- **EXERCISE INSTRUCTIONS**: Write out each line below exactly as it appears.

- **RECORDS FOR THIS EXERCISE**:

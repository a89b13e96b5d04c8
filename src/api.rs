//! HTTP API endpoints.

use axum::{
    extract::{rejection::JsonRejection, State},
    http::StatusCode,
    middleware,
    response::{IntoResponse, Response},
    routing::{get, post},
    Extension, Json, Router,
};
use serde::{Deserialize, Serialize};
use tower_http::{cors::CorsLayer, trace::TraceLayer};

use crate::auth::{resolve_user_middleware, CurrentUser};
use crate::ranking::{
    leaderboard_rows, profile_view, record_win, LeaderboardRow, ProfileView, RecordWinOutcome,
    StoreError, LEADERBOARD_LIMIT,
};
use crate::session::SessionError;
use crate::state::AppState;
use crate::types::{GameView, GENERATIONS};

/// Error body returned to clients
#[derive(Debug, Clone, Serialize, Deserialize, PartialEq, Eq)]
pub struct ErrorBody {
    pub code: String,
    pub message: String,
}

#[derive(Debug, thiserror::Error)]
pub enum ApiError {
    #[error("Invalid game token")]
    InvalidToken,

    #[error("Unsupported game token version")]
    UnsupportedVersion,

    #[error("Pokemon service unavailable")]
    Upstream,

    #[error("Not authenticated")]
    NotAuthenticated,

    #[error("Invalid request body: {0}")]
    BadRequest(String),

    #[error("Storage error")]
    Store,

    #[error("Internal error")]
    Internal,
}

impl From<SessionError> for ApiError {
    fn from(err: SessionError) -> Self {
        match err {
            SessionError::InvalidToken => ApiError::InvalidToken,
            SessionError::UnsupportedVersion(_) => ApiError::UnsupportedVersion,
            SessionError::Upstream(_) => ApiError::Upstream,
            SessionError::Encoding(e) => {
                tracing::error!("Failed to encode game token: {}", e);
                ApiError::Internal
            }
        }
    }
}

impl From<JsonRejection> for ApiError {
    fn from(rejection: JsonRejection) -> Self {
        ApiError::BadRequest(rejection.body_text())
    }
}

impl From<StoreError> for ApiError {
    fn from(err: StoreError) -> Self {
        tracing::error!("Ranking store failed: {}", err);
        ApiError::Store
    }
}

impl IntoResponse for ApiError {
    fn into_response(self) -> Response {
        let (status, code) = match self {
            ApiError::InvalidToken => (StatusCode::BAD_REQUEST, "INVALID_TOKEN"),
            ApiError::UnsupportedVersion => (StatusCode::BAD_REQUEST, "UNSUPPORTED_VERSION"),
            ApiError::Upstream => (StatusCode::BAD_GATEWAY, "UPSTREAM_UNAVAILABLE"),
            ApiError::NotAuthenticated => (StatusCode::UNAUTHORIZED, "NOT_AUTHENTICATED"),
            ApiError::BadRequest(_) => (StatusCode::BAD_REQUEST, "BAD_REQUEST"),
            ApiError::Store => (StatusCode::INTERNAL_SERVER_ERROR, "STORE_ERROR"),
            ApiError::Internal => (StatusCode::INTERNAL_SERVER_ERROR, "INTERNAL"),
        };
        let body = ErrorBody {
            code: code.to_string(),
            message: self.to_string(),
        };
        (status, Json(body)).into_response()
    }
}

pub type ApiResult<T> = Result<Json<T>, ApiError>;

#[derive(Debug, Clone, Serialize, Deserialize, PartialEq)]
pub struct GenerationInfo {
    pub index: usize,
    pub label: String,
    pub min: u32,
    pub max: u32,
}

#[derive(Debug, Default, Deserialize)]
#[serde(rename_all = "camelCase")]
pub struct StartGameRequest {
    #[serde(default)]
    pub generation_index: Option<f64>,
}

#[derive(Debug, Deserialize)]
#[serde(rename_all = "camelCase")]
pub struct GuessRequest {
    pub game_token: String,
    #[serde(default)]
    pub letter: String,
}

#[derive(Debug, Deserialize)]
pub struct RecordWinRequest {
    #[serde(default)]
    pub streak: f64,
}

#[derive(Debug, Clone, Serialize, Deserialize, PartialEq, Eq)]
#[serde(rename_all = "camelCase")]
pub struct RecordWinResponse {
    pub ok: bool,
    #[serde(skip_serializing_if = "Option::is_none")]
    pub reason: Option<String>,
    #[serde(skip_serializing_if = "Option::is_none")]
    pub total_wins: Option<u32>,
    #[serde(skip_serializing_if = "Option::is_none")]
    pub best_streak: Option<u32>,
}

/// GET /api/generations
pub async fn list_generations() -> Json<Vec<GenerationInfo>> {
    Json(
        GENERATIONS
            .iter()
            .enumerate()
            .map(|(index, g)| GenerationInfo {
                index,
                label: g.label.to_string(),
                min: g.min,
                max: g.max,
            })
            .collect(),
    )
}

/// POST /api/game/start
///
/// A missing or unreadable body starts a game over all generations.
pub async fn start_game(
    State(state): State<AppState>,
    body: Result<Json<StartGameRequest>, JsonRejection>,
) -> ApiResult<GameView> {
    let request = body.map(|Json(b)| b).unwrap_or_default();
    let view = state.games.start_game(request.generation_index).await?;
    Ok(Json(view))
}

/// POST /api/game/guess
pub async fn guess_letter(
    State(state): State<AppState>,
    body: Result<Json<GuessRequest>, JsonRejection>,
) -> ApiResult<GameView> {
    let Json(request) = body?;
    let view = state
        .games
        .guess_letter(&request.game_token, &request.letter)
        .await?;
    Ok(Json(view))
}

/// POST /api/wins
///
/// Anonymous callers get `ok: false` rather than an error status.
pub async fn record_win_handler(
    State(state): State<AppState>,
    Extension(CurrentUser(user)): Extension<CurrentUser>,
    body: Result<Json<RecordWinRequest>, JsonRejection>,
) -> ApiResult<RecordWinResponse> {
    let Json(request) = body?;
    let streak = if request.streak.is_finite() {
        request.streak.trunc() as i64
    } else {
        0
    };

    let response = match record_win(state.ranking.as_ref(), user.as_ref(), streak).await? {
        RecordWinOutcome::Recorded {
            total_wins,
            best_streak,
        } => RecordWinResponse {
            ok: true,
            reason: None,
            total_wins: Some(total_wins),
            best_streak: Some(best_streak),
        },
        RecordWinOutcome::NotAuthenticated => RecordWinResponse {
            ok: false,
            reason: Some("not_authenticated".to_string()),
            total_wins: None,
            best_streak: None,
        },
    };
    Ok(Json(response))
}

/// GET /api/ranking
pub async fn leaderboard(State(state): State<AppState>) -> ApiResult<Vec<LeaderboardRow>> {
    let entries = state.ranking.leaderboard(LEADERBOARD_LIMIT).await?;
    Ok(Json(leaderboard_rows(entries)))
}

/// GET /api/profile
pub async fn profile(
    State(state): State<AppState>,
    Extension(CurrentUser(user)): Extension<CurrentUser>,
) -> ApiResult<ProfileView> {
    let user = user.ok_or(ApiError::NotAuthenticated)?;
    let stored = state.ranking.find_profile(&user).await?;
    let entry = state.ranking.find_entry(&user).await?;
    Ok(Json(profile_view(&user, stored, entry)))
}

/// Build the full application router
pub fn router(state: AppState) -> Router {
    let account_routes = Router::new()
        .route("/api/wins", post(record_win_handler))
        .route("/api/profile", get(profile))
        .layer(middleware::from_fn_with_state(
            state.identity.clone(),
            resolve_user_middleware,
        ));

    Router::new()
        .route("/api/generations", get(list_generations))
        .route("/api/game/start", post(start_game))
        .route("/api/game/guess", post(guess_letter))
        .route("/api/ranking", get(leaderboard))
        .merge(account_routes)
        .layer(CorsLayer::permissive())
        .layer(TraceLayer::new_for_http())
        .with_state(state)
}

- **TASK SOLUTION**:
repository a89b13e96b5d04c8
filename src/api.rs
//! HTTP API endpoints.

use axum::{
    extract::{rejection::JsonRejection, State},
    http::StatusCode,
    middleware,
    response::{IntoResponse, Response},
    routing::{get, post},
    Extension, Json, Router,
};
use serde::{Deserialize, Serialize};
use tower_http::{cors::CorsLayer, trace::TraceLayer};

use crate::auth::{resolve_user_middleware, CurrentUser};
use crate::ranking::{
    leaderboard_rows, profile_view, record_win, LeaderboardRow, ProfileView, RecordWinOutcome,
    StoreError, LEADERBOARD_LIMIT,
};
use crate::session::SessionError;
use crate::state::AppState;
use crate::types::{GameView, GENERATIONS};

/// Error body returned to clients
#[derive(Debug, Clone, Serialize, Deserialize, PartialEq, Eq)]
pub struct ErrorBody {
    pub code: String,
    pub message: String,
}

#[derive(Debug, thiserror::Error)]
pub enum ApiError {
    #[error("Invalid game token")]
    InvalidToken,

    #[error("Unsupported game token version")]
    UnsupportedVersion,

    #[error("Pokemon service unavailable")]
    Upstream,

    #[error("Not authenticated")]
    NotAuthenticated,

    #[error("Invalid request body: {0}")]
    BadRequest(String),

    #[error("Storage error")]
    Store,

    #[error("Internal error")]
    Internal,
}

impl From<SessionError> for ApiError {
    fn from(err: SessionError) -> Self {
        match err {
            SessionError::InvalidToken => ApiError::InvalidToken,
            SessionError::UnsupportedVersion(_) => ApiError::UnsupportedVersion,
            SessionError::Upstream(_) => ApiError::Upstream,
            SessionError::Encoding(e) => {
                tracing::error!("Failed to encode game token: {}", e);
                ApiError::Internal
            }
        }
    }
}

impl From<JsonRejection> for ApiError {
    fn from(rejection: JsonRejection) -> Self {
        ApiError::BadRequest(rejection.body_text())
    }
}

impl From<StoreError> for ApiError {
    fn from(err: StoreError) -> Self {
        tracing::error!("Ranking store failed: {}", err);
        ApiError::Store
    }
}

impl IntoResponse for ApiError {
    fn into_response(self) -> Response {
        let (status, code) = match self {
            ApiError::InvalidToken => (StatusCode::BAD_REQUEST, "INVALID_TOKEN"),
            ApiError::UnsupportedVersion => (StatusCode::BAD_REQUEST, "UNSUPPORTED_VERSION"),
            ApiError::Upstream => (StatusCode::BAD_GATEWAY, "UPSTREAM_UNAVAILABLE"),
            ApiError::NotAuthenticated => (StatusCode::UNAUTHORIZED, "NOT_AUTHENTICATED"),
            ApiError::BadRequest(_) => (StatusCode::BAD_REQUEST, "BAD_REQUEST"),
            ApiError::Store => (StatusCode::INTERNAL_SERVER_ERROR, "STORE_ERROR"),
            ApiError::Internal => (StatusCode::INTERNAL_SERVER_ERROR, "INTERNAL"),
        };
        let body = ErrorBody {
            code: code.to_string(),
            message: self.to_string(),
        };
        (status, Json(body)).into_response()
    }
}

pub type ApiResult<T> = Result<Json<T>, ApiError>;

#[derive(Debug, Clone, Serialize, Deserialize, PartialEq)]
pub struct GenerationInfo {
    pub index: usize,
    pub label: String,
    pub min: u32,
    pub max: u32,
}

#[derive(Debug, Default, Deserialize)]
#[serde(rename_all = "camelCase")]
pub struct StartGameRequest {
    #[serde(default)]
    pub generation_index: Option<f64>,
}

#[derive(Debug, Deserialize)]
#[serde(rename_all = "camelCase")]
pub struct GuessRequest {
    pub game_token: String,
    #[serde(default)]
    pub letter: String,
}

#[derive(Debug, Deserialize)]
pub struct RecordWinRequest {
    #[serde(default)]
    pub streak: f64,
}

#[derive(Debug, Clone, Serialize, Deserialize, PartialEq, Eq)]
#[serde(rename_all = "camelCase")]
pub struct RecordWinResponse {
    pub ok: bool,
    #[serde(skip_serializing_if = "Option::is_none")]
    pub reason: Option<String>,
    #[serde(skip_serializing_if = "Option::is_none")]
    pub total_wins: Option<u32>,
    #[serde(skip_serializing_if = "Option::is_none")]
    pub best_streak: Option<u32>,
}

/// GET /api/generations
pub async fn list_generations() -> Json<Vec<GenerationInfo>> {
    Json(
        GENERATIONS
            .iter()
            .enumerate()
            .map(|(index, g)| GenerationInfo {
                index,
                label: g.label.to_string(),
                min: g.min,
                max: g.max,
            })
            .collect(),
    )
}

/// POST /api/game/start
///
/// A missing or unreadable body starts a game over all generations.
pub async fn start_game(
    State(state): State<AppState>,
    body: Result<Json<StartGameRequest>, JsonRejection>,
) -> ApiResult<GameView> {
    let request = body.map(|Json(b)| b).unwrap_or_default();
    let view = state.games.start_game(request.generation_index).await?;
    Ok(Json(view))
}

/// POST /api/game/guess
pub async fn guess_letter(
    State(state): State<AppState>,
    body: Result<Json<GuessRequest>, JsonRejection>,
) -> ApiResult<GameView> {
    let Json(request) = body?;
    let view = state
        .games
        .guess_letter(&request.game_token, &request.letter)
        .await?;
    Ok(Json(view))
}

/// POST /api/wins
///
/// Anonymous callers get `ok: false` rather than an error status.
pub async fn record_win_handler(
    State(state): State<AppState>,
    Extension(CurrentUser(user)): Extension<CurrentUser>,
    body: Result<Json<RecordWinRequest>, JsonRejection>,
) -> ApiResult<RecordWinResponse> {
    let Json(request) = body?;
    let streak = if request.streak.is_finite() {
        request.streak.trunc() as i64
    } else {
        0
    };

    let response = match record_win(state.ranking.as_ref(), user.as_ref(), streak).await? {
        RecordWinOutcome::Recorded {
            total_wins,
            best_streak,
        } => RecordWinResponse {
            ok: true,
            reason: None,
            total_wins: Some(total_wins),
            best_streak: Some(best_streak),
        },
        RecordWinOutcome::NotAuthenticated => RecordWinResponse {
            ok: false,
            reason: Some("not_authenticated".to_string()),
            total_wins: None,
            best_streak: None,
        },
    };
    Ok(Json(response))
}

/// GET /api/ranking
pub async fn leaderboard(State(state): State<AppState>) -> ApiResult<Vec<LeaderboardRow>> {
    let entries = state.ranking.leaderboard(LEADERBOARD_LIMIT).await?;
    Ok(Json(leaderboard_rows(entries)))
}

/// GET /api/profile
pub async fn profile(
    State(state): State<AppState>,
    Extension(CurrentUser(user)): Extension<CurrentUser>,
) -> ApiResult<ProfileView> {
    let user = user.ok_or(ApiError::NotAuthenticated)?;
    let stored = state.ranking.find_profile(&user).await?;
    let entry = state.ranking.find_entry(&user).await?;
    Ok(Json(profile_view(&user, stored, entry)))
}

/// Build the full application router
pub fn router(state: AppState) -> Router {
    let account_routes = Router::new()
        .route("/api/wins", post(record_win_handler))
        .route("/api/profile", get(profile))
        .layer(middleware::from_fn_with_state(
            state.identity.clone(),
            resolve_user_middleware,
        ));

    Router::new()
        .route("/api/generations", get(list_generations))
        .route("/api/game/start", post(start_game))
        .route("/api/game/guess", post(guess_letter))
        .route("/api/ranking", get(leaderboard))
        .merge(account_routes)
        .layer(CorsLayer::permissive())
        .layer(TraceLayer::new_for_http())
        .with_state(state)
}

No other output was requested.